Em meio ao avanço das propostas tarifárias, o presidente Luiz Inácio Lula da Silva afirmou que não aceitará interferências externas em assuntos internos do país. Durante agenda em Goiás, ele atribuiu a ofensiva americana à atuação do senador Flávio Bolsonaro e do ex-deputado Eduardo Bolsonaro junto ao governo de Donald Trump.
Lula declarou que integrantes da família Bolsonaro teriam buscado apoio nos Estados Unidos para influenciar decisões relacionadas ao Brasil e afirmou que eventuais prejuízos atingiriam empresários, produtores rurais e trabalhadores brasileiros. O presidente também rejeitou críticas ao Pix e argumentou que o sistema nacional de pagamentos se tornou uma referência por oferecer vantagens aos usuários.
Por sua vez, Flávio Bolsonaro negou ter solicitado medidas contra o Brasil. O senador informou que defendeu junto ao governo americano a não aplicação de tarifas sobre produtos brasileiros e divulgou carta em que pede a Washington que não imponha novas sanções comerciais ao país.
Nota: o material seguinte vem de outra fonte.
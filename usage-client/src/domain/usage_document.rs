use std::ops::Range;

use time::OffsetDateTime;

use super::Record;

/// Metadata shared by every record of one export document.
#[derive(Debug, Clone, PartialEq, Eq)]
pub struct SeriesMeta {
    /// Measurement unit, e.g. "WH".
    pub unit: String,
    /// Bucket width, e.g. "Days".
    pub resolution: String,
    /// Market segment of the connection the export belongs to, when the
    /// provider attached one ("ELECTRICITY", "GAS").
    pub market: Option<String>,
}

/// A decoded export: sequence metadata plus time-ordered records.
#[derive(Debug, Clone, PartialEq)]
pub struct UsageDocument {
    pub meta: SeriesMeta,
    pub records: Vec<Record>,
}

impl UsageDocument {
    pub fn new(meta: SeriesMeta, records: Vec<Record>) -> Self {
        Self { meta, records }
    }

    pub fn len(&self) -> usize {
        self.records.len()
    }

    pub fn is_empty(&self) -> bool {
        self.records.is_empty()
    }

    /// Sub-document holding only `range` of the records, e.g. to resubmit the
    /// part of a run that failed. Out-of-bounds ends are clamped.
    pub fn slice(&self, range: Range<usize>) -> UsageDocument {
        let end = range.end.min(self.records.len());
        let start = range.start.min(end);
        UsageDocument {
            meta: self.meta.clone(),
            records: self.records[start..end].to_vec(),
        }
    }

    /// First and last bucket start, if there are any records.
    pub fn time_span(&self) -> Option<(OffsetDateTime, OffsetDateTime)> {
        let first = self.records.first()?.time();
        let last = self.records.last()?.time();
        Some((first, last))
    }
}
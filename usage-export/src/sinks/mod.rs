pub mod http;
pub mod ilp;
pub mod printer;
mod report;
pub mod timeseries;

pub use http::HttpLineTransport;
pub use ilp::{IlpTcpTransport, LineTransport, TransportError};
pub use printer::Printer;
pub use report::{BatchReport, BatchStatus, OutputError, SinkError, WriteReport};
pub use timeseries::{plan_batches, TimeSeriesWriter};
fn top_level_str<'a>(obj: &'a Map<String, Value>, field: &'static str) -> Result<&'a str, SchemaError> {
    obj.get(field)
        .ok_or(SchemaError::MissingField(field))?
        .as_str()
        .ok_or(SchemaError::WrongShape {
            field,
            expected: "a string",
        })
}

/// Metadata becomes tag values downstream, so it has to be a usable label.
fn top_level_label<'a>(obj: &'a Map<String, Value>, field: &'static str) -> Result<&'a str, SchemaError> {
    let s = top_level_str(obj, field)?;
    label_ok(field, s)?;
    Ok(s)
}

fn label_ok(field: &'static str, value: &str) -> Result<(), SchemaError> {
    check_label(field, value).map_err(|e| match e {
        DomainError::InvalidLabel { reason, .. } => SchemaError::InvalidLabel { field, reason },
        _ => SchemaError::WrongShape {
            field,
            expected: "a string",
        },
    })
}

fn required_str<'a>(obj: &'a Map<String, Value>, field: &'static str) -> Result<&'a str, ElementDefect> {
    obj.get(field)
        .ok_or(ElementDefect::MissingField(field))?
        .as_str()
        .ok_or(ElementDefect::NotAString(field))
}

fn check_meta(obj: &Map<String, Value>, field: &'static str, expected: &str) -> Result<(), ElementDefect> {
    match obj.get(field) {
        None | Some(Value::Null) => Ok(()),
        Some(Value::String(s)) if s == expected => Ok(()),
        Some(other) => Err(ElementDefect::MetadataMismatch {
            field,
            expected: expected.to_string(),
            found: match other {
                Value::String(s) => s.clone(),
                v => v.to_string(),
            },
        }),
    }
}

fn decode_element(
    element: &Value,
    meta: &SeriesMeta,
    previous: Option<OffsetDateTime>,
) -> Result<Record, ElementDefect> {
    let obj = element.as_object().ok_or(ElementDefect::NotAnObject)?;

    let raw_time = required_str(obj, TIME)?;
    let time = OffsetDateTime::parse(raw_time, &Rfc3339).map_err(|e| ElementDefect::BadTimestamp {
        value: raw_time.to_string(),
        reason: e.to_string(),
    })?;
    let tag = required_str(obj, TAG)?;

    check_meta(obj, UNIT, &meta.unit)?;
    check_meta(obj, RESOLUTION, &meta.resolution)?;

    if let Some(prev) = previous {
        // Equal timestamps are a repeated bucket, which is allowed.
        if time < prev {
            return Err(ElementDefect::OutOfOrder {
                previous: format_ts(prev),
                current: raw_time.to_string(),
            });
        }
    }

    let mut fields = FieldMap::new();
    for (name, value) in obj {
        if [TIME, TAG, UNIT, RESOLUTION].contains(&name.as_str()) {
            continue;
        }
        let number = match value {
            Value::Null => continue,
            Value::Number(n) => n.as_f64().ok_or_else(|| ElementDefect::NonFinite(name.clone()))?,
            other => {
                return Err(ElementDefect::NonNumeric {
                    field: name.clone(),
                    found: other.to_string(),
                })
            }
        };
        if !is_known(name) {
            tracing::debug!(field = %name, "keeping unrecognised provider field");
        }
        fields.insert(name.as_str(), number)?;
    }

    Ok(Record::new(time, tag, fields)?)
}

fn format_ts(ts: OffsetDateTime) -> String {
    ts.format(&Rfc3339).unwrap_or_else(|_| ts.to_string())
}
Eduardo Bolsonaro também contestou as acusações de influência familiar sobre as decisões dos Estados Unidos, classificando essa interpretação como uma narrativa sem fundamento. Segundo ele, o relacionamento com a administração americana não teve impacto na condução da investigação comercial.
A Federação Brasileira de Bancos (Febraban) saiu em defesa do Pix após a divulgação do relatório. A entidade ressaltou que o sistema funciona como uma infraestrutura de pagamentos aberta à participação de instituições nacionais e estrangeiras e afirmou que não existem restrições para a entrada de novos participantes no mercado brasileiro.
Enquanto as negociações continuam, representantes dos dois governos mantêm conversas para tentar reduzir as divergências. Apesar de reconhecer avanços no diálogo, o representante comercial dos Estados Unidos, Jamieson Greer, afirmou que permanecem diferenças significativas sobre os temas apontados na investigação.